• [What this task involves]:
Scan the entries for the word "Self" and return every line that has it.

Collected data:
□ □ □

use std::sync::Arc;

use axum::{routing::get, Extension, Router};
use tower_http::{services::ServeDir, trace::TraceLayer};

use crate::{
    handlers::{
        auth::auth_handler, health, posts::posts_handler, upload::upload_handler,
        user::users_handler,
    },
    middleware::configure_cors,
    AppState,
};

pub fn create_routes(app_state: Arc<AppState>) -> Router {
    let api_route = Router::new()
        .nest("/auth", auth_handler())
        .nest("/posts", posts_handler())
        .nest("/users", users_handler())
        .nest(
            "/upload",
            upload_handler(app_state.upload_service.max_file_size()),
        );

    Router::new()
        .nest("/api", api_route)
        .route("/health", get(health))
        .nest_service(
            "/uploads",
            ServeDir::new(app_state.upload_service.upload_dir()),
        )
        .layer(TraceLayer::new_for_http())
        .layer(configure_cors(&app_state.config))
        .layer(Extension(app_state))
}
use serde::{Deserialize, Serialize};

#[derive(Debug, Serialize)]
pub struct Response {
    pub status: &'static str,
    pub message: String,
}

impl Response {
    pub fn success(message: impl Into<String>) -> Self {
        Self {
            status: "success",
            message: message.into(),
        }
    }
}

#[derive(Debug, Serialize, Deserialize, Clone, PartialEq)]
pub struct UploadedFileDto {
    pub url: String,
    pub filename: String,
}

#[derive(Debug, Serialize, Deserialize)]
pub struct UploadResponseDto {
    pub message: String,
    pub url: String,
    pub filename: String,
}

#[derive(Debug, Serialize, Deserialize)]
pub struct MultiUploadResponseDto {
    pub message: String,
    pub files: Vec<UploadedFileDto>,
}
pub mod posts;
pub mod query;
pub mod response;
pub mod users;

□ □ □

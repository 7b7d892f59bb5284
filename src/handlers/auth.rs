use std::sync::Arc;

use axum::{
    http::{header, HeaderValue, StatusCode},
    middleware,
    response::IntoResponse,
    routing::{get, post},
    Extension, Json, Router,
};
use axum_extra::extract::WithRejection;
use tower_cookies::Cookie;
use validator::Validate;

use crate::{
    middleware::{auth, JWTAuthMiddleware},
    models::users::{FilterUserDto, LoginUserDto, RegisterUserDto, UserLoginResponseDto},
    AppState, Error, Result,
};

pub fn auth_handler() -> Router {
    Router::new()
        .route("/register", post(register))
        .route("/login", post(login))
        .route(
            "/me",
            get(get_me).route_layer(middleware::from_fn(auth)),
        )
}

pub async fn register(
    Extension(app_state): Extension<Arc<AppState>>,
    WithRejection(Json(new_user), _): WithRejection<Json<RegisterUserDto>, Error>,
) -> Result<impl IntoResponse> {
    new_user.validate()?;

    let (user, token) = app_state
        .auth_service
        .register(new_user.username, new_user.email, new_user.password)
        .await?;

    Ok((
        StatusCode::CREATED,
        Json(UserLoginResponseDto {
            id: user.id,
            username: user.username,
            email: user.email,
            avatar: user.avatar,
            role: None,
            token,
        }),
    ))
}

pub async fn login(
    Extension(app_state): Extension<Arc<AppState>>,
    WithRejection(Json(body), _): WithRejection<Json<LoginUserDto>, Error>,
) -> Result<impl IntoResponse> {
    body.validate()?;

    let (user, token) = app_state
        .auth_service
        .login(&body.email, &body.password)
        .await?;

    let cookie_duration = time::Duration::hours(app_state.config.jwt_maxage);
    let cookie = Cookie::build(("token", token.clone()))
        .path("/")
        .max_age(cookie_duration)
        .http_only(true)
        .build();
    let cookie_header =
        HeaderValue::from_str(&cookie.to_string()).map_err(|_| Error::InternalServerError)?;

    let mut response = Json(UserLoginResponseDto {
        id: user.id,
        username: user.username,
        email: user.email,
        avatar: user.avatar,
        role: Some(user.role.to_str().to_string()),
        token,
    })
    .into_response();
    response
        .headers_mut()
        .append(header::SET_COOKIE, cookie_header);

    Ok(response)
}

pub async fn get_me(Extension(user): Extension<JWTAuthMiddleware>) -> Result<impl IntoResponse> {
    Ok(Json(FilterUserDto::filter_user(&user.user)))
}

□ □ □

• [Answer to the problem]:
    pub fn success(message: impl Into<String>) -> Self {
        Self {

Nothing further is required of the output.